La segunda vuelta de las elecciones francesas ha tenido en vilo a Europa. En esta ocasión, a diferencia de las anteriores, Marine le Pen tenía alguna posibilidad de ganar. El miedo era que ocurriera algo parecido al «efecto Trump» que hace algunos años tuvo lugar en las elecciones de E.E.U.U. Finalmente ha ganado Macron con un 58,5 % de los votos. Pero, aun así, lo cierto es que la ultraderecha, con un 41,5% cada vez se aproxima más a asaltar los cielos europeos. Esto significa que fuerzas que no creen en demasía en las democracias liberales convencen cada vez más a una parte de los ciudadanos.

Si bien el XX fue un siglo convulso, ensombrecido por guerras mundiales, totalitarismos y crisis económicas, también lo fue de avances igualitarios y, por ende, democráticos. La declaración de los derechos humanos; el surgimiento de consensos políticos entre liberalismo y socialismo concretados en el modelo de un Estado social de derecho; los largos periodos de paz y la extensión del sistema democrático en multitud de rincones del planeta. Todos estos elementos son síntomas de un progreso social. A esto se refiere S. P. Huntington con su idea de una «tercera ola» de la democracia, que se produce, entre otros factores, por la caída del muro de Berlín y el tan celebrado «nuevo orden mundial» democrático.

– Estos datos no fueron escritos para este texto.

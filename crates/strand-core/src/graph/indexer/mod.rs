//! Two-pass graph indexer.
//!
//! Pass 1 registers schemas and relationship definitions, then resolves the
//! definitions' domain/range labels. Pass 2 parses nodes and relationship
//! instances, resolving each instance's label from its definition. Every
//! lookup structure is built here; the result is never mutated afterwards.

mod conventions;

pub use conventions::Conventions;

use std::collections::{BTreeSet, HashMap};

use tracing::debug;

use crate::config::{DatasetConfig, UNKNOWN_RELATION_LABEL};
use crate::graph::error::GraphError;
use crate::graph::models::{
    DiscourseNode, IndexStats, NodeSchema, RawEntry, RelationDef, RelationInstance,
};
use crate::source::LoadedEntries;

/// Immutable, cross-referenced view of one dataset snapshot.
#[derive(Debug, Clone, Default)]
pub struct GraphIndex {
    nodes: HashMap<String, DiscourseNode>,
    /// Distinct uids in order of first appearance.
    node_order: Vec<String>,
    /// Creator name to node uids, in node order.
    by_creator: HashMap<String, Vec<String>>,
    creators: Vec<String>,

    schemas: HashMap<String, NodeSchema>,
    schema_order: Vec<String>,
    relation_defs: HashMap<String, RelationDef>,
    relation_def_order: Vec<String>,

    relations: Vec<RelationInstance>,
    /// Source uid to positions in `relations`.
    by_source: HashMap<String, Vec<usize>>,
    /// Destination uid to positions in `relations`.
    by_destination: HashMap<String, Vec<usize>>,
    /// Target uid to the uids of nodes whose cross-reference list names it.
    referenced_by: HashMap<String, Vec<String>>,

    stats: IndexStats,
}

impl GraphIndex {
    /// Build an index from a full entry list.
    pub fn build(loaded: LoadedEntries, dataset: &DatasetConfig) -> Result<Self, GraphError> {
        let conventions = Conventions::new()?;
        let mut index = GraphIndex::default();
        let mut stats = IndexStats {
            skipped_entries: loaded.skipped,
            fingerprint: loaded.fingerprint,
            ..IndexStats::default()
        };

        // Pass 1: schemas and relationship definitions.
        let mut raw_defs = Vec::new();
        for entry in &loaded.entries {
            match entry {
                RawEntry::Schema(raw) => {
                    let schema = conventions.parse_schema(raw);
                    if index.schemas.insert(schema.uid.clone(), schema).is_none() {
                        index.schema_order.push(raw.uid.clone());
                    }
                }
                RawEntry::RelationDef(raw) => {
                    if index.relation_defs.contains_key(&raw.uid) {
                        debug!(uid = %raw.uid, "Ignoring duplicate relation definition");
                        stats.duplicate_relation_defs += 1;
                        continue;
                    }
                    // Labels are filled in once every schema is known.
                    index.relation_defs.insert(
                        raw.uid.clone(),
                        RelationDef {
                            uid: raw.uid.clone(),
                            label: raw.label.clone(),
                            domain_uid: raw.domain.clone(),
                            range_uid: raw.range.clone(),
                            domain_label: String::new(),
                            range_label: String::new(),
                        },
                    );
                    raw_defs.push(raw.uid.clone());
                }
                RawEntry::Node(_) | RawEntry::Relation(_) => {}
            }
        }
        index.relation_def_order = raw_defs;

        for def in index.relation_defs.values_mut() {
            def.domain_label = schema_label(&index.schemas, &def.domain_uid);
            def.range_label = schema_label(&index.schemas, &def.range_uid);
        }

        // Pass 2: nodes and relationship instances.
        // Tags are checked only when the dataset declares tagged schemas.
        let declared: BTreeSet<String> = index
            .declared_types()
            .into_iter()
            .map(str::to_string)
            .collect();
        let base_url = dataset.base_url.as_deref();
        for entry in loaded.entries {
            match entry {
                RawEntry::Node(raw) => {
                    let mut node = conventions.parse_node(raw, base_url);
                    let undeclared = !declared.is_empty()
                        && node
                            .node_type
                            .as_deref()
                            .is_some_and(|tag| !declared.contains(tag));
                    if undeclared {
                        debug!(uid = %node.uid, tag = ?node.node_type, "Undeclared category tag");
                        node.node_type = None;
                        stats.undeclared_types += 1;
                    }
                    let uid = node.uid.clone();
                    if index.nodes.insert(uid.clone(), node).is_some() {
                        debug!(uid = %uid, "Duplicate node uid, keeping the later entry");
                        stats.duplicate_nodes += 1;
                    } else {
                        index.node_order.push(uid);
                    }
                }
                RawEntry::Relation(raw) => {
                    let label = match index.relation_defs.get(&raw.predicate) {
                        Some(def) => def.label.clone(),
                        None => {
                            debug!(predicate = %raw.predicate, "Relation with undeclared predicate");
                            stats.unresolved_predicates += 1;
                            UNKNOWN_RELATION_LABEL.to_string()
                        }
                    };
                    let position = index.relations.len();
                    index
                        .by_source
                        .entry(raw.source.clone())
                        .or_default()
                        .push(position);
                    index
                        .by_destination
                        .entry(raw.destination.clone())
                        .or_default()
                        .push(position);
                    index.relations.push(RelationInstance {
                        predicate_uid: raw.predicate,
                        source_uid: raw.source,
                        destination_uid: raw.destination,
                        label,
                    });
                }
                RawEntry::Schema(_) | RawEntry::RelationDef(_) => {}
            }
        }

        // Groupings that depend on the final node set. Built after pass 2 so
        // that an overwritten duplicate leaves no stale entries behind.
        let mut creators = BTreeSet::new();
        for uid in &index.node_order {
            let Some(node) = index.nodes.get(uid) else {
                continue;
            };
            if !node.creator.is_empty() {
                index
                    .by_creator
                    .entry(node.creator.clone())
                    .or_default()
                    .push(uid.clone());
                creators.insert(node.creator.clone());
            }
            // Self-references are already dropped by `parse_node`.
            for target in &node.linked_node_uids {
                index
                    .referenced_by
                    .entry(target.clone())
                    .or_default()
                    .push(uid.clone());
            }
        }
        index.creators = creators.into_iter().collect();

        stats.dangling_relations = index
            .relations
            .iter()
            .filter(|r| {
                !index.nodes.contains_key(&r.source_uid)
                    || !index.nodes.contains_key(&r.destination_uid)
            })
            .count();
        stats.nodes = index.nodes.len();
        stats.schemas = index.schemas.len();
        stats.relation_defs = index.relation_defs.len();
        stats.relations = index.relations.len();
        stats.creators = index.creators.len();
        stats.loaded_at = Some(chrono::Utc::now());
        index.stats = stats;

        Ok(index)
    }

    /// Look up a node by uid.
    pub fn node(&self, uid: &str) -> Option<&DiscourseNode> {
        self.nodes.get(uid)
    }

    pub fn contains(&self, uid: &str) -> bool {
        self.nodes.contains_key(uid)
    }

    /// All nodes in order of first appearance.
    pub fn nodes(&self) -> impl Iterator<Item = &DiscourseNode> {
        self.node_order.iter().filter_map(|uid| self.nodes.get(uid))
    }

    pub fn node_count(&self) -> usize {
        self.nodes.len()
    }

    /// Relations whose source is `uid`, in load order.
    pub fn outgoing(&self, uid: &str) -> impl Iterator<Item = &RelationInstance> {
        self.relations_at(self.by_source.get(uid))
    }

    /// Relations whose destination is `uid`, in load order.
    pub fn incoming(&self, uid: &str) -> impl Iterator<Item = &RelationInstance> {
        self.relations_at(self.by_destination.get(uid))
    }

    fn relations_at<'a>(
        &'a self,
        positions: Option<&'a Vec<usize>>,
    ) -> impl Iterator<Item = &'a RelationInstance> {
        positions
            .into_iter()
            .flatten()
            .filter_map(|&i| self.relations.get(i))
    }

    /// Every relation instance, in load order.
    pub fn relations(&self) -> &[RelationInstance] {
        &self.relations
    }

    /// Uids of other nodes listing `uid` as a cross-reference, in node order.
    pub fn referenced_by(&self, uid: &str) -> &[String] {
        self.referenced_by
            .get(uid)
            .map(Vec::as_slice)
            .unwrap_or_default()
    }

    /// Sorted distinct creator names.
    pub fn creators(&self) -> &[String] {
        &self.creators
    }

    /// Nodes by exact creator name, in node order.
    pub fn nodes_by_creator(&self, creator: &str) -> Vec<&DiscourseNode> {
        self.by_creator
            .get(creator)
            .into_iter()
            .flatten()
            .filter_map(|uid| self.nodes.get(uid))
            .collect()
    }

    pub fn schema(&self, uid: &str) -> Option<&NodeSchema> {
        self.schemas.get(uid)
    }

    /// Schemas in order of first appearance.
    pub fn schemas(&self) -> Vec<&NodeSchema> {
        self.schema_order
            .iter()
            .filter_map(|uid| self.schemas.get(uid))
            .collect()
    }

    pub fn relation_def(&self, uid: &str) -> Option<&RelationDef> {
        self.relation_defs.get(uid)
    }

    /// Relationship definitions in order of first appearance.
    pub fn relation_defs(&self) -> Vec<&RelationDef> {
        self.relation_def_order
            .iter()
            .filter_map(|uid| self.relation_defs.get(uid))
            .collect()
    }

    /// Category tags declared by the loaded schemas.
    pub fn declared_types(&self) -> BTreeSet<&str> {
        self.schemas
            .values()
            .filter_map(|s| s.node_type.as_deref())
            .collect()
    }

    pub fn stats(&self) -> &IndexStats {
        &self.stats
    }
}

/// Label of a schema, or the uid itself when no schema is registered.
fn schema_label(schemas: &HashMap<String, NodeSchema>, uid: &str) -> String {
    schemas
        .get(uid)
        .map(|s| s.label.clone())
        .unwrap_or_else(|| uid.to_string())
}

Aunque Huntington fue prudente y no se dejó llevar por un optimismo radical, pues, según él, la democracia da «dos pasos adelante y uno atrás», no parece que el autor anticipase en ese momento que tan solo unas décadas más tarde se produciría un declive de la ola democratizadora. Ni siquiera los neoconservadores de los años ochenta dudaron de esta ola, aun poniendo sobre la mesa los males que produce un exceso de democracia.

Desde la crisis del 2008, no obstante, se está poniendo en duda este ideal. No faltan los motivos para estas dudas, que se unen a un cambio de pensamiento y, me temo, también de ciclo: el aumento de la desigualdad, la corrupción política o el eslogan que articuló el 15 M –»no nos representan»–. Ahora, la pandemia y la guerra de Ucrania llueven (relampaguean) sobre mojado. El peligro hoy para las democracias ya no son los todavía no lejanos golpes de Estado, sino de un debilitamiento de sus propias estructuras, y de la desafección de su protagonista, el pueblo.

Una situación que Yascha Mounk expuso en un libro con el llamativo título El pueblo contra la democracia. En su estudio se constata que muchos ciudadanos llevan tiempo desilusionados con la política, sintiéndose impacientes, enfadados y desdeñosos. Resulta preocupante la apertura de votantes hacia opciones alternativas de tipo autoritario, abiertos al ascenso de las democracias «iliberales» (elecciones sin libertades).

Dicho ensayo es un análisis sobre el auge del populismo, es decir, de ideas extremas que rompen consensos ya asimilados; además del nuevo rol de las redes sociales, o la creciente monarquía del miedo (Martha Nussbaum)... Pero, más allá de esta sintomatología, la audacia del libro consiste en la propuesta de algunos remedios: tomarse en serio el arreglo de los desajustes económicos, la renovación del Estado de bienestar, la necesidad de una fe cívica o el regreso de la confianza en la política. Añado: la reformulación de una cultura socialdemócrata global frente a la economicista del neoliberalismo (y su secreta revolución, como dice Wendy Brown) que está en la base de rumbo tomado en este inicio del siglo XXI.